>>>

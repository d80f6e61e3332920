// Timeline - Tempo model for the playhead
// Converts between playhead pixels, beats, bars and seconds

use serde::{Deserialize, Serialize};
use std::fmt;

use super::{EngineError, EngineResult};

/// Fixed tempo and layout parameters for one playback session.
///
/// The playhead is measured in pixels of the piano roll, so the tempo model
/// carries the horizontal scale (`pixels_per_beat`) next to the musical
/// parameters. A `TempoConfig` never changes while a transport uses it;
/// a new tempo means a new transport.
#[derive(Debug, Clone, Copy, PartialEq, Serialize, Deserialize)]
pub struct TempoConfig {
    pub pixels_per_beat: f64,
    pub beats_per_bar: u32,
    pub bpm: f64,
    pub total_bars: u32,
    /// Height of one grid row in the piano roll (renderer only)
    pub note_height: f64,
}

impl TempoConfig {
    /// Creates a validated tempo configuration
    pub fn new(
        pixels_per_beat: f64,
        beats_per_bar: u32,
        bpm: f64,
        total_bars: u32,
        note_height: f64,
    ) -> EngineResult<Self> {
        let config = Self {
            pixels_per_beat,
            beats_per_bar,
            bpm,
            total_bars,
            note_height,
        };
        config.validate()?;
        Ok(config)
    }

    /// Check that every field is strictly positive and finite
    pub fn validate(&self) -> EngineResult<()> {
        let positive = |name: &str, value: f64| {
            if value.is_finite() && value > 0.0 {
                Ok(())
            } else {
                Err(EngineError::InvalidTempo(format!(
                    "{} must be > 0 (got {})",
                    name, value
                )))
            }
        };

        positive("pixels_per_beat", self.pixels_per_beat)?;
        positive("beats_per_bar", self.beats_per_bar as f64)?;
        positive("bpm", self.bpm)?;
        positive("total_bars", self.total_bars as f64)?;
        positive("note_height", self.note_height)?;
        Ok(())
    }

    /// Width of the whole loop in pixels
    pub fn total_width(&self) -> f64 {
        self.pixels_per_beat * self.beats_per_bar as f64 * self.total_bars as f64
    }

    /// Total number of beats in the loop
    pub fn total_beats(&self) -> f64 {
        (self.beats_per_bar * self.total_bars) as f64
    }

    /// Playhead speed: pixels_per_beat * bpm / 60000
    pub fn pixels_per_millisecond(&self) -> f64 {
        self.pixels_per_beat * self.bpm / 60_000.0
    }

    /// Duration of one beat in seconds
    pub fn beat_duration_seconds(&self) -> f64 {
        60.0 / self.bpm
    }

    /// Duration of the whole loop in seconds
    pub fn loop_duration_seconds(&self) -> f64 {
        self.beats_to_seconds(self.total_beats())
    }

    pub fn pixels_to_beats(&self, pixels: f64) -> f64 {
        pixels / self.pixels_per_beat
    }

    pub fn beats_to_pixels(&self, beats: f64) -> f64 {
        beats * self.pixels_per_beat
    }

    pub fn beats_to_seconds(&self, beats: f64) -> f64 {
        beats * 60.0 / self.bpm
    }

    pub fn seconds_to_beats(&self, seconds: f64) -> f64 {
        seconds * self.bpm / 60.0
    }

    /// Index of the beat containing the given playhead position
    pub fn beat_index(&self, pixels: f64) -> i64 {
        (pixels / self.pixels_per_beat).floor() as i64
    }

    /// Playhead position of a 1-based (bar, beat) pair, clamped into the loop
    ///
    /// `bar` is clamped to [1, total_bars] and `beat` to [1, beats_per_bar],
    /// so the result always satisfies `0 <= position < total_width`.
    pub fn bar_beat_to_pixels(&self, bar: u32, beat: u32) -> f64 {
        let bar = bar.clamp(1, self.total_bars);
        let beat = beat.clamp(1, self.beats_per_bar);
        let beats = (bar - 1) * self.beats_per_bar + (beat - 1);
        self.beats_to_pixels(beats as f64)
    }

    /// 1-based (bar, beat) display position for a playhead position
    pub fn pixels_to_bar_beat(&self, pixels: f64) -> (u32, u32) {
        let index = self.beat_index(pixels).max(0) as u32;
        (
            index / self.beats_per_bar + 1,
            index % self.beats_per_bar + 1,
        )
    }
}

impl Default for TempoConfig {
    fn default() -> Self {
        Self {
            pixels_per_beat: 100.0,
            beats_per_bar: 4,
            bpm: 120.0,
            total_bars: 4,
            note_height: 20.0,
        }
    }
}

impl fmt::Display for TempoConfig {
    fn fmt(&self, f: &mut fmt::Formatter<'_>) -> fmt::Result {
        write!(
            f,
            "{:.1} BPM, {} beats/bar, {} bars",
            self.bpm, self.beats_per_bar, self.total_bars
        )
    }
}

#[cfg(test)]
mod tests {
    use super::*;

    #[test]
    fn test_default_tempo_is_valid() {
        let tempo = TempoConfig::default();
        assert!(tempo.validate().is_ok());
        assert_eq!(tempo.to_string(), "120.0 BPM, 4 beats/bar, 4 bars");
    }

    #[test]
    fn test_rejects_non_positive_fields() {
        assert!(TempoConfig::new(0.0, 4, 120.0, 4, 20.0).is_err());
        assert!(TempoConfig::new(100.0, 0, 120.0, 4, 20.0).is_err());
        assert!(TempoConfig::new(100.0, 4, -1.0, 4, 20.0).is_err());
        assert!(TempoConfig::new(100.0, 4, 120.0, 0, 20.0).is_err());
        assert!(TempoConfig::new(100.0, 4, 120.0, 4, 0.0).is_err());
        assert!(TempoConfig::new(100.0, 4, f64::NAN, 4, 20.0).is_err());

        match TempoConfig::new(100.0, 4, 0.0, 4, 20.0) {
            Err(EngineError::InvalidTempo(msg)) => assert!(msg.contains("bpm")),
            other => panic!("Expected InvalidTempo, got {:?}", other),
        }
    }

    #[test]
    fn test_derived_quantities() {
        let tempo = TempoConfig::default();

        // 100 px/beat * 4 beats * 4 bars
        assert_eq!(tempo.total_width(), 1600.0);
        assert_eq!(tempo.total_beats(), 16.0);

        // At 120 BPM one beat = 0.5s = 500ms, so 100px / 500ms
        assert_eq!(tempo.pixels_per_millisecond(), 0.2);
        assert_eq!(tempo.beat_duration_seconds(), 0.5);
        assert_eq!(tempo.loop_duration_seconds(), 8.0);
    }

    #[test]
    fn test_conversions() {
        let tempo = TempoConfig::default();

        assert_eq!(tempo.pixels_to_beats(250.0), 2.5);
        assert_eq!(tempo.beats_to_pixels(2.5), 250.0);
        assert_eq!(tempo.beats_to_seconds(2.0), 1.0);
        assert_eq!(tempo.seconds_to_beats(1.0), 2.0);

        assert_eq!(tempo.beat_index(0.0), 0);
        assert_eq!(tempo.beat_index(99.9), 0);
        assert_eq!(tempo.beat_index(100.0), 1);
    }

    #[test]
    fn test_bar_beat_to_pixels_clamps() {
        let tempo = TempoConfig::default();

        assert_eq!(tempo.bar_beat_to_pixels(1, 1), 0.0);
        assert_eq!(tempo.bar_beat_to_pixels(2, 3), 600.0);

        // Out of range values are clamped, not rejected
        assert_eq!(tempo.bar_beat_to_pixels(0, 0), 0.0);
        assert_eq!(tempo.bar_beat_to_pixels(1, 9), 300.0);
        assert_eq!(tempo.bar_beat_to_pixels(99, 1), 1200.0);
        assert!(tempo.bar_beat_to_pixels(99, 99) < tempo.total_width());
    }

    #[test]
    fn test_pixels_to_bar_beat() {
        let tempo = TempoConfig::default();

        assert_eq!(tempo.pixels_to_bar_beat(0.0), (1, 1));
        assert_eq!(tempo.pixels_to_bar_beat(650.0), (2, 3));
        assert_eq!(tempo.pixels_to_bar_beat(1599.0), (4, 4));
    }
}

<<<
>>>

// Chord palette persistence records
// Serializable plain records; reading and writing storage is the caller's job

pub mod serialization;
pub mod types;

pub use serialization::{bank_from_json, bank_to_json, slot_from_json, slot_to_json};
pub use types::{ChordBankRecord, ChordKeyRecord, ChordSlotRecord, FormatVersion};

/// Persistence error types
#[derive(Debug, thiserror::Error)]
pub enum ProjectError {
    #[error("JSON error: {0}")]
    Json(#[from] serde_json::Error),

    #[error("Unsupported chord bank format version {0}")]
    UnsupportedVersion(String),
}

<<<
>>>

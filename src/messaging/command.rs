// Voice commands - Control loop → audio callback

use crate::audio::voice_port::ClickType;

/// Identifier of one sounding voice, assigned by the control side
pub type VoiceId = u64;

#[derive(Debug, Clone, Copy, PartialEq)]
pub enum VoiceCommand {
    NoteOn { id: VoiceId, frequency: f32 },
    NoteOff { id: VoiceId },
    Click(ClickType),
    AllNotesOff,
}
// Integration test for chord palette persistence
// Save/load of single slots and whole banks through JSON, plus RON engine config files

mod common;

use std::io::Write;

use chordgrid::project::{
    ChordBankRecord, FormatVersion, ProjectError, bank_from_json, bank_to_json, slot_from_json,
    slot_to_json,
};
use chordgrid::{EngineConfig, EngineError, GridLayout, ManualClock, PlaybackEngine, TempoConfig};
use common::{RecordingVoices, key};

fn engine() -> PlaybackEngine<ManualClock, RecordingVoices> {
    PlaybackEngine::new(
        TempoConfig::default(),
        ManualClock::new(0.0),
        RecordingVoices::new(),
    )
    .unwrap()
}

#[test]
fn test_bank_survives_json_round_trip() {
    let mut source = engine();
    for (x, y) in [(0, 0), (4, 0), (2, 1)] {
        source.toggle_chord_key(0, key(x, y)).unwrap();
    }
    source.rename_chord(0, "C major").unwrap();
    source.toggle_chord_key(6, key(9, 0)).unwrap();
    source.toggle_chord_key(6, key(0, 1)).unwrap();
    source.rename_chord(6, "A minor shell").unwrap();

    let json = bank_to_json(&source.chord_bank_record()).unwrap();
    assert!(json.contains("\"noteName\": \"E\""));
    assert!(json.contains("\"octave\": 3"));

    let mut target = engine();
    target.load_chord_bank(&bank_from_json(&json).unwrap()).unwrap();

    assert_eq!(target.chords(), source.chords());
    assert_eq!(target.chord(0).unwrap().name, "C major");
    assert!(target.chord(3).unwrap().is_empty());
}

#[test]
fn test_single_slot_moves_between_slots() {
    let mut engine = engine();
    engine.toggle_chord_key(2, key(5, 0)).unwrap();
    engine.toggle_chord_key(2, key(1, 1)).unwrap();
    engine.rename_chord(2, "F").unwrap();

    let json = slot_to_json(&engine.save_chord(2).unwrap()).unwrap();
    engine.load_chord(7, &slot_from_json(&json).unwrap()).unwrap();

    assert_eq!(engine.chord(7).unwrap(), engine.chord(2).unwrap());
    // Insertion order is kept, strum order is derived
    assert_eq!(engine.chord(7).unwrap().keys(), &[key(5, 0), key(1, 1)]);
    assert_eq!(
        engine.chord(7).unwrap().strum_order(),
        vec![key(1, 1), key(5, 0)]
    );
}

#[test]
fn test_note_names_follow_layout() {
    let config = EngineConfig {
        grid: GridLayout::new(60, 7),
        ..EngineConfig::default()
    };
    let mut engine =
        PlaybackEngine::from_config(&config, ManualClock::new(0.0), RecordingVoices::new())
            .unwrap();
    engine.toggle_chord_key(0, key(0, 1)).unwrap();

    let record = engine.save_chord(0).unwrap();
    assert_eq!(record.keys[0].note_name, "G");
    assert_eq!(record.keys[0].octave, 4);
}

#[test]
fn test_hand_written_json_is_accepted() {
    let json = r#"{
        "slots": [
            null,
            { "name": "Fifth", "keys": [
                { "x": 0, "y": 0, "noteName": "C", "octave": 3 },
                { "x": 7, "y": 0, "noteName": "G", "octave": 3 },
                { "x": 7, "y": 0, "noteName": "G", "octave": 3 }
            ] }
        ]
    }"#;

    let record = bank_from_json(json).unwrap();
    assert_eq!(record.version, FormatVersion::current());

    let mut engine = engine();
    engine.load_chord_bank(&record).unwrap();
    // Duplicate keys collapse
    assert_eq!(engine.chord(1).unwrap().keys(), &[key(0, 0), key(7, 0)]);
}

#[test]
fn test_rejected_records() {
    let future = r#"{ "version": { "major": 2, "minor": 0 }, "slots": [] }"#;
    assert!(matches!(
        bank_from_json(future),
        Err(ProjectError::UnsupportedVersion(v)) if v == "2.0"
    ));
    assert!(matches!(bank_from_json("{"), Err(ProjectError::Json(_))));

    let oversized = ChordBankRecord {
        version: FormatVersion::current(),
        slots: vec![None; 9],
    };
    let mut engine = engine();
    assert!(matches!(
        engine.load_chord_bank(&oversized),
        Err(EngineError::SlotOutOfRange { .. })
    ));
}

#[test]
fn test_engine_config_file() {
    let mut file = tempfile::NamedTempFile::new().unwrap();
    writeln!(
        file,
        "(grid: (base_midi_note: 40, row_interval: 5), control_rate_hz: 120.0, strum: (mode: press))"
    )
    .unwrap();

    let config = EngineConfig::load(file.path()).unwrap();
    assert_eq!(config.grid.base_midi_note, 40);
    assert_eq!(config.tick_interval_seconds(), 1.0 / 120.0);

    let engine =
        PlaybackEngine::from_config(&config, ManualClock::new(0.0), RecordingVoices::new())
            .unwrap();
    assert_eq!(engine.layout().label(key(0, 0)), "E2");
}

<<<

Where a line of the entries contains the word "parameters", copy that line.

/// Fixed tempo and layout parameters for one playback session.
/// parameters. A `TempoConfig` never changes while a transport uses it;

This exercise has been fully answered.